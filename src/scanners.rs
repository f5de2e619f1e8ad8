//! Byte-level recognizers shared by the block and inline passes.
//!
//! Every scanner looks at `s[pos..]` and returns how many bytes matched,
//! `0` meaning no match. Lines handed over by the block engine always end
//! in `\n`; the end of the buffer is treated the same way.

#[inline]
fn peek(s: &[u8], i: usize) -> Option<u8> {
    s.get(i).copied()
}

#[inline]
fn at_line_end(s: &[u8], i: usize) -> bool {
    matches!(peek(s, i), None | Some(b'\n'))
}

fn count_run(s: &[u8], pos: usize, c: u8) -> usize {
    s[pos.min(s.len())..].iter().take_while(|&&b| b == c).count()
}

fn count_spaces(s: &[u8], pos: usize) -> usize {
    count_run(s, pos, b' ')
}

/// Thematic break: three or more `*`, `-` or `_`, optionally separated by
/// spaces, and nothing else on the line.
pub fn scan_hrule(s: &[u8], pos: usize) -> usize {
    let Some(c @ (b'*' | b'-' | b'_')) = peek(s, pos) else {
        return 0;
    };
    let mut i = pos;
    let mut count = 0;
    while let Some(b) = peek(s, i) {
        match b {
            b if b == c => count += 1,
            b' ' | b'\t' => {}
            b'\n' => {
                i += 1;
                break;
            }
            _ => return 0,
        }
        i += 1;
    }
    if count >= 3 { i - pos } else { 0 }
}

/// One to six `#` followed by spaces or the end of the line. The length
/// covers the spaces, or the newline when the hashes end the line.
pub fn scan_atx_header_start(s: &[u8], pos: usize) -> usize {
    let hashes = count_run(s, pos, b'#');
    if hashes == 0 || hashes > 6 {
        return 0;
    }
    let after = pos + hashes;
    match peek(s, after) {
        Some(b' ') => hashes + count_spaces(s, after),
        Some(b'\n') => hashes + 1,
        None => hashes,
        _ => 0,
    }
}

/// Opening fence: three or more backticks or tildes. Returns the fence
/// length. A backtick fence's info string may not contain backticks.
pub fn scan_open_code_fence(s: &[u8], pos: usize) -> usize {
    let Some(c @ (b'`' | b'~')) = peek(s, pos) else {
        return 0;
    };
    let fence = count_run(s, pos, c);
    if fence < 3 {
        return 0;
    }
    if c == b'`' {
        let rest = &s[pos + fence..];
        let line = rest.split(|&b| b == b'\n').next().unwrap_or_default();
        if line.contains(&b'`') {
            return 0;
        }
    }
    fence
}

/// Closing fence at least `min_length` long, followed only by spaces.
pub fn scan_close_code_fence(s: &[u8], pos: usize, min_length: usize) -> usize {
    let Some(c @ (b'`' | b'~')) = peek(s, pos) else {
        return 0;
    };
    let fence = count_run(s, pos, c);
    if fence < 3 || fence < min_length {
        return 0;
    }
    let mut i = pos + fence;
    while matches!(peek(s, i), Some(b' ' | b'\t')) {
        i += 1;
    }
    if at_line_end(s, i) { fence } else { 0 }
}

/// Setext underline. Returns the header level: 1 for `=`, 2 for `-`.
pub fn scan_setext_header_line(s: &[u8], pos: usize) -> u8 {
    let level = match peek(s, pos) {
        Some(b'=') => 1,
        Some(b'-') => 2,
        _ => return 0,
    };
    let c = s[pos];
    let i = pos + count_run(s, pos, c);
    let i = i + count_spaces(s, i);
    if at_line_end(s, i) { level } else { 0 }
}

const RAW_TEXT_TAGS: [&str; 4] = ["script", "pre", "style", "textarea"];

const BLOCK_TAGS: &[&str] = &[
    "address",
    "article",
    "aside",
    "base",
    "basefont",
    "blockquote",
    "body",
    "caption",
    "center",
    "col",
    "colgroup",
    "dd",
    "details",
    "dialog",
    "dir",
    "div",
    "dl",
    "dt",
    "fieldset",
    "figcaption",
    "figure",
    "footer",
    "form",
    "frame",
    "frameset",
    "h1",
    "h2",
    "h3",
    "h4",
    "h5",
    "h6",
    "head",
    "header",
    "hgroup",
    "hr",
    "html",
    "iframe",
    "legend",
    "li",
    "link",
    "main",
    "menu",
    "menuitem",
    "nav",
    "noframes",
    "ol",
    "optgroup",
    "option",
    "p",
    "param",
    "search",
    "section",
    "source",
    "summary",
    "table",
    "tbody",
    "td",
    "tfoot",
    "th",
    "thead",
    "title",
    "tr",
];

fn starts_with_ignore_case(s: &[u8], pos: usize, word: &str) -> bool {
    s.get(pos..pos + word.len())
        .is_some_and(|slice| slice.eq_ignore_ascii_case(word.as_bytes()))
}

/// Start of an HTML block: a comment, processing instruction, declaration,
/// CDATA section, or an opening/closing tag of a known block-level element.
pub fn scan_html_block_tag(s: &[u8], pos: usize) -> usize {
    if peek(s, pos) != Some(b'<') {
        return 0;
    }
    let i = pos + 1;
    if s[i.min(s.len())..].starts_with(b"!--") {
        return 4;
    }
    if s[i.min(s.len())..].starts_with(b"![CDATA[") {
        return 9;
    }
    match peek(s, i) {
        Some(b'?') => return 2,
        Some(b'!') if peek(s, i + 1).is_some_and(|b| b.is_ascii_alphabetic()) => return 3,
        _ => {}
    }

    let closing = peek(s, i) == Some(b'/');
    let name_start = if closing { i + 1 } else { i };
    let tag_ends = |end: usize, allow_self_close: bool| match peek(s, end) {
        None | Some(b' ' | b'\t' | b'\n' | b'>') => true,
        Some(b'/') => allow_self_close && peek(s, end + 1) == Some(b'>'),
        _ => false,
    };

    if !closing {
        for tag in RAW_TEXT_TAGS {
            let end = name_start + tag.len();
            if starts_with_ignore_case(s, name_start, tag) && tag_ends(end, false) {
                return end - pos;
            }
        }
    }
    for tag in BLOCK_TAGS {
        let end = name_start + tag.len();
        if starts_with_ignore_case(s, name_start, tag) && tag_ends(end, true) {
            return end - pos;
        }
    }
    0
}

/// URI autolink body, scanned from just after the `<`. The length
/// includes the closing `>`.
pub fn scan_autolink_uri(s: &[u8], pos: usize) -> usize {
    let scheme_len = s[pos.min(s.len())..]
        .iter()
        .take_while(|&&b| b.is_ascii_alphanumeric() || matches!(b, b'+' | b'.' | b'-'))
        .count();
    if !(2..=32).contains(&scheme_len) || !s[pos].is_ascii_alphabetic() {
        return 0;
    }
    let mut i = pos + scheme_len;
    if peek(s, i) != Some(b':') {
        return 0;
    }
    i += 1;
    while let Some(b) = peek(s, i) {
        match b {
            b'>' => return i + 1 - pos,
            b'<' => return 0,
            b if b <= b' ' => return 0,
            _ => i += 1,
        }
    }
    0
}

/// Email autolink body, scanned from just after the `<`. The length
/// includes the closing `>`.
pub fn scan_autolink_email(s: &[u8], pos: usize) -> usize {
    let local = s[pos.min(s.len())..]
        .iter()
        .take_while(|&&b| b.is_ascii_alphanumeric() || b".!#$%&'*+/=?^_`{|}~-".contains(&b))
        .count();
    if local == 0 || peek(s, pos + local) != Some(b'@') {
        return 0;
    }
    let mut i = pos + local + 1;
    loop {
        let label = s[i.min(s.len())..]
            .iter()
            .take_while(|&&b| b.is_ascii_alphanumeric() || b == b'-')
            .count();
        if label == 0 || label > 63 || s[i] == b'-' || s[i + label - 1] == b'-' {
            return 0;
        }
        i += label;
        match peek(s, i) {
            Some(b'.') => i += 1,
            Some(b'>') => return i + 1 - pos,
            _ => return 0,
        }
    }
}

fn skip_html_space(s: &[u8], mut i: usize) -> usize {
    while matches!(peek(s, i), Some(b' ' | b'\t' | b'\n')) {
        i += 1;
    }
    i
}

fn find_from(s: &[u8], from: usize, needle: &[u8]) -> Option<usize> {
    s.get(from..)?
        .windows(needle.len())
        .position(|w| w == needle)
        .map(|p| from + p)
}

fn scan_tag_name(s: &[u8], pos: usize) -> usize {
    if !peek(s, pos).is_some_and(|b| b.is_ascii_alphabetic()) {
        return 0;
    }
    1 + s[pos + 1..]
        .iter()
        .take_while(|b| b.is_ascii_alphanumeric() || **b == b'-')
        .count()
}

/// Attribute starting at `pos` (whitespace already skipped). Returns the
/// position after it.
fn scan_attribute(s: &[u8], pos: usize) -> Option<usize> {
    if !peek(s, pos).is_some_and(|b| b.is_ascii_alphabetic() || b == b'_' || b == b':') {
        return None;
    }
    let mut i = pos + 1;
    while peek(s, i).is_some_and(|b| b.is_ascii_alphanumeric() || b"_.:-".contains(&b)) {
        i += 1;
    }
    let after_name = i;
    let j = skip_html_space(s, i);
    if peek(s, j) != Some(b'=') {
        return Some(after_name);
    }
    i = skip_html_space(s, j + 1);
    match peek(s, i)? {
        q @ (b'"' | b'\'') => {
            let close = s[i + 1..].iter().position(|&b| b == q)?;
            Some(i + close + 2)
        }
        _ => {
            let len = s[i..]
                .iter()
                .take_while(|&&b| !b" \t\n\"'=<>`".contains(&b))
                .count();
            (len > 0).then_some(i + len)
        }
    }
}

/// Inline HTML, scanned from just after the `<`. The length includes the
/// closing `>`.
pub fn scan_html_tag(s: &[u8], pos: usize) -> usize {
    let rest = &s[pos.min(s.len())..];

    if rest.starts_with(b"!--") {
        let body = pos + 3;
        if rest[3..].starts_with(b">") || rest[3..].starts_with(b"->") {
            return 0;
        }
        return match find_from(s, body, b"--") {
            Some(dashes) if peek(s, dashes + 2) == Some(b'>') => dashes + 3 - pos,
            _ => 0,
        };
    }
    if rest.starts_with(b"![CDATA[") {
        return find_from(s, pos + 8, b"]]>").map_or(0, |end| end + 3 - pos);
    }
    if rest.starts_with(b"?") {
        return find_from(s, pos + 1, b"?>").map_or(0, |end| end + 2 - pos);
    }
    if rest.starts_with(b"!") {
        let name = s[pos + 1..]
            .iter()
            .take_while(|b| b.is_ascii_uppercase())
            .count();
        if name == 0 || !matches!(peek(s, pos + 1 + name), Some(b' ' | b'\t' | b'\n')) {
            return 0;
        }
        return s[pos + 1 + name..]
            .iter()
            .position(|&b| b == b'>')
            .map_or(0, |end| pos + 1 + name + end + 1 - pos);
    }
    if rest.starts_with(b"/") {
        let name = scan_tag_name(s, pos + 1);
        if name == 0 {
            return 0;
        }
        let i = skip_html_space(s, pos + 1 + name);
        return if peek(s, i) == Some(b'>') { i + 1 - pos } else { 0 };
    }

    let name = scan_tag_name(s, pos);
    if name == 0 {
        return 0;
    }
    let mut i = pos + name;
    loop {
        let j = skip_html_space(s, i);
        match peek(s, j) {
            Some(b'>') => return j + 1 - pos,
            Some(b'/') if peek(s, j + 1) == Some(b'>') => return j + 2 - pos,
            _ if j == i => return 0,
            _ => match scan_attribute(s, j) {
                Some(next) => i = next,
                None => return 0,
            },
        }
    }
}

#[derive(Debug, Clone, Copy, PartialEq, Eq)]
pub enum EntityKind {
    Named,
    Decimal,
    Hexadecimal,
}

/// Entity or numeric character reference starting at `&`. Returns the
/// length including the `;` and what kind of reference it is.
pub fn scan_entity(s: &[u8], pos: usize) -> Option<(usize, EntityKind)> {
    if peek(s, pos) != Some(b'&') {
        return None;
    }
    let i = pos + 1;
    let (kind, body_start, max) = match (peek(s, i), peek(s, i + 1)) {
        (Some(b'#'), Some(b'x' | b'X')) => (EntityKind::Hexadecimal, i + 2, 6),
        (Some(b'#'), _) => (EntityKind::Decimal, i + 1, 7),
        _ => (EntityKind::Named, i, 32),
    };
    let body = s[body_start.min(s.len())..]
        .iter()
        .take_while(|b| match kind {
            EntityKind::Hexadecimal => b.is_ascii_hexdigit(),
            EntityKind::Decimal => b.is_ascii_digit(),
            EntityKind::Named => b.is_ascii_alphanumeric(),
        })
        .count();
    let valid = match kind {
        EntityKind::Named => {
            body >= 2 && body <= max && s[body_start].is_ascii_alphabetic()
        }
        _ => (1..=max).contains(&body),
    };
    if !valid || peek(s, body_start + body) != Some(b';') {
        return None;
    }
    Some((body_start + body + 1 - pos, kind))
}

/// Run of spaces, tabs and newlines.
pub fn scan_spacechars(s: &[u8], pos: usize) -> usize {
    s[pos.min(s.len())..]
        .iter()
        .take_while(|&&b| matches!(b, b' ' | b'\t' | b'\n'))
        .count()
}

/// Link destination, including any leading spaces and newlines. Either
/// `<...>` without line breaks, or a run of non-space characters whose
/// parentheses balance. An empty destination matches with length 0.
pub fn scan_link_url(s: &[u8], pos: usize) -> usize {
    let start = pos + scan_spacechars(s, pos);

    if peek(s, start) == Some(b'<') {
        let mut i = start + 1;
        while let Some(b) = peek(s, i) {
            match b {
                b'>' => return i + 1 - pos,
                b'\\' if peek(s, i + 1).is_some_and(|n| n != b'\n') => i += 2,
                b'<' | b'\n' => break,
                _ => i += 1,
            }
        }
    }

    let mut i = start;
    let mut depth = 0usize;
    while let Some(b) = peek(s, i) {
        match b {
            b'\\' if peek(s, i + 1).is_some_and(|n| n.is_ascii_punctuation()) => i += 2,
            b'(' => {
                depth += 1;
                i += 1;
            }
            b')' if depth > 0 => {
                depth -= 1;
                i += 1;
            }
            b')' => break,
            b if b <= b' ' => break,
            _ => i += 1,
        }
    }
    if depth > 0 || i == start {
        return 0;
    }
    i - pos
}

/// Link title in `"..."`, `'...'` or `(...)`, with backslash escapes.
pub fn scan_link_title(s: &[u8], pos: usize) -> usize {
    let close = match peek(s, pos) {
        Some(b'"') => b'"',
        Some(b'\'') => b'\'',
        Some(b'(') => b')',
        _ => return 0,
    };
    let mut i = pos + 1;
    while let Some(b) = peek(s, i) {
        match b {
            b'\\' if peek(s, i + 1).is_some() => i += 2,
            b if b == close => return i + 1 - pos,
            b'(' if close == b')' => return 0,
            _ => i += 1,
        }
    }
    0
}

WORK REQUEST — Go through the records above and count the lines with the word "CDATA" in them. Answer with the number only.

OUTPUT OF THE EXERCISE — 3